══ Data records

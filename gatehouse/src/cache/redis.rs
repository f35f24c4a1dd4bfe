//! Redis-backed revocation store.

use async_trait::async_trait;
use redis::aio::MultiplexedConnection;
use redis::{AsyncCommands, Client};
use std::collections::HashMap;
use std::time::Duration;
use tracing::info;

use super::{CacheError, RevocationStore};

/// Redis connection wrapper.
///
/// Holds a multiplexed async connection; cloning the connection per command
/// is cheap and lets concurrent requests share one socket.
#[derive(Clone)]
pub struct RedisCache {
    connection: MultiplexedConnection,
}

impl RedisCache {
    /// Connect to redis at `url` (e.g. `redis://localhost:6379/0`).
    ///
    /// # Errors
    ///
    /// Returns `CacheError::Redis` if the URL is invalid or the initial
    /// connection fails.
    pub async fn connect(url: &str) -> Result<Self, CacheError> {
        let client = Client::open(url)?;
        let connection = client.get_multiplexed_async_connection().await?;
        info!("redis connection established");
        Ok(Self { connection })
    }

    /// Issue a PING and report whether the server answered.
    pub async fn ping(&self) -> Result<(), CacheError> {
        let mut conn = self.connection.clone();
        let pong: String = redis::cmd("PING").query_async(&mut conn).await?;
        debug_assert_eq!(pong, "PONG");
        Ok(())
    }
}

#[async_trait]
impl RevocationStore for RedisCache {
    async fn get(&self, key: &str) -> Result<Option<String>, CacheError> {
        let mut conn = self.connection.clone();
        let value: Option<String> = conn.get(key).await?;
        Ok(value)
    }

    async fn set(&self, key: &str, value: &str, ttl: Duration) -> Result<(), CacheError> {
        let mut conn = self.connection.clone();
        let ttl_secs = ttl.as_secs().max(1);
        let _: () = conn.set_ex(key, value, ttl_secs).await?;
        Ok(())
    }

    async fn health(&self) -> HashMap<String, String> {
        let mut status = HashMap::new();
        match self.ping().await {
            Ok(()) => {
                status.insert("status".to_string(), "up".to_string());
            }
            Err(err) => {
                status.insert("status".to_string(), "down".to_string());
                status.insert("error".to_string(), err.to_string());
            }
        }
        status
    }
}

════
══ Data records

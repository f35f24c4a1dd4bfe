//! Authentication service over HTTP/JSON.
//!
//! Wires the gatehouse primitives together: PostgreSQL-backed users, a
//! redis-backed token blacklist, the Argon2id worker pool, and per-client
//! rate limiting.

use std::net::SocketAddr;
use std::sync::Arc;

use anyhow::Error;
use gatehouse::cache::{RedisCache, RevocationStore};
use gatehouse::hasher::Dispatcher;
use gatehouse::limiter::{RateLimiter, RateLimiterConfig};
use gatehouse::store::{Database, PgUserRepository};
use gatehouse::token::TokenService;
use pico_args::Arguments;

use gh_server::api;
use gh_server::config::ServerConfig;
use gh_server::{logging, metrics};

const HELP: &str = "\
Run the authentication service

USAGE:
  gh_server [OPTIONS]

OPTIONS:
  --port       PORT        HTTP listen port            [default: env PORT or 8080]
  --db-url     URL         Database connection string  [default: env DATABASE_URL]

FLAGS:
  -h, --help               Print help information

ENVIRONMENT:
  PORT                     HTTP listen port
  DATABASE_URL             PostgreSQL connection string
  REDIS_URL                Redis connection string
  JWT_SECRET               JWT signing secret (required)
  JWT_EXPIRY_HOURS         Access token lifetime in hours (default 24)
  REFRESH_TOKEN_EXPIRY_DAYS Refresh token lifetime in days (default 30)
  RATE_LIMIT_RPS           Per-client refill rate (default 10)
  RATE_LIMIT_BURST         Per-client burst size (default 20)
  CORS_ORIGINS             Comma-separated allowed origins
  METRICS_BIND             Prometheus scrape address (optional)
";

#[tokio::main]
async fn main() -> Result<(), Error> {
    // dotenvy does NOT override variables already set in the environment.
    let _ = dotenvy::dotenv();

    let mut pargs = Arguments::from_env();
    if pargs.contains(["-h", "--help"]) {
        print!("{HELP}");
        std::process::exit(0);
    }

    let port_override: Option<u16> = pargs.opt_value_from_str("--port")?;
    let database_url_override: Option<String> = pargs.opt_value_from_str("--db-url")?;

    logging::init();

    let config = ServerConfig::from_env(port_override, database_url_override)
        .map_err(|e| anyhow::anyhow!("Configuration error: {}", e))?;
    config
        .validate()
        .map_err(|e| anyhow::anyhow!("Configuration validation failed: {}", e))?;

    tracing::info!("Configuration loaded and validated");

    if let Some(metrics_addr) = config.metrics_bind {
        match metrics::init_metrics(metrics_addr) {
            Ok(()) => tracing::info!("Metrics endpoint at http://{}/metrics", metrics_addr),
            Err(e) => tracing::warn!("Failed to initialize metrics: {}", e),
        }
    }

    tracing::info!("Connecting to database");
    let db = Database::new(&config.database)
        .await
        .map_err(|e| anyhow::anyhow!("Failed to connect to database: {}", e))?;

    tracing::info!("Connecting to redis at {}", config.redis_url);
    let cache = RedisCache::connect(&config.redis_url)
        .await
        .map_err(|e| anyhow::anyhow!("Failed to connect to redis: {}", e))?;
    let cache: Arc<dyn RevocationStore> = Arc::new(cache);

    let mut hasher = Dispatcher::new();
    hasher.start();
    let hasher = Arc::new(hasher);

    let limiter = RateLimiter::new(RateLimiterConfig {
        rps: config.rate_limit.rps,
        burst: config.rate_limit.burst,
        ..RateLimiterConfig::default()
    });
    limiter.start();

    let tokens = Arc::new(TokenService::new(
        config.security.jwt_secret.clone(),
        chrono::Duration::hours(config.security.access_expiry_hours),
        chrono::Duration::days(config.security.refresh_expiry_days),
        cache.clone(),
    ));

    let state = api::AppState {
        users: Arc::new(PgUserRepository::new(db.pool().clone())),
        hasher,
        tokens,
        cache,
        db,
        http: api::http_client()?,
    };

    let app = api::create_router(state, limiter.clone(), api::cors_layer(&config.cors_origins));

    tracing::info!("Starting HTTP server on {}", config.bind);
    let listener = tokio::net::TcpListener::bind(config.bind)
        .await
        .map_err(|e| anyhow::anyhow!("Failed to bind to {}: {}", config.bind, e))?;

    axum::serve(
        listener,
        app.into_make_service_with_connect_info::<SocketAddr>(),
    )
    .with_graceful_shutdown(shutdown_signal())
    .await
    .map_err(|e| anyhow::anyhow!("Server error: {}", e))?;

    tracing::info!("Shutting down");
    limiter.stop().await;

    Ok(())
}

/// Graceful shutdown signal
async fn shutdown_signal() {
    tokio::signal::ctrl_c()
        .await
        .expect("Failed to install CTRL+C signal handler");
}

════

Action item ▸ Identify the lines above that contain the word "Arguments", then copy them.

Solution ▸
use pico_args::Arguments;
    let mut pargs = Arguments::from_env();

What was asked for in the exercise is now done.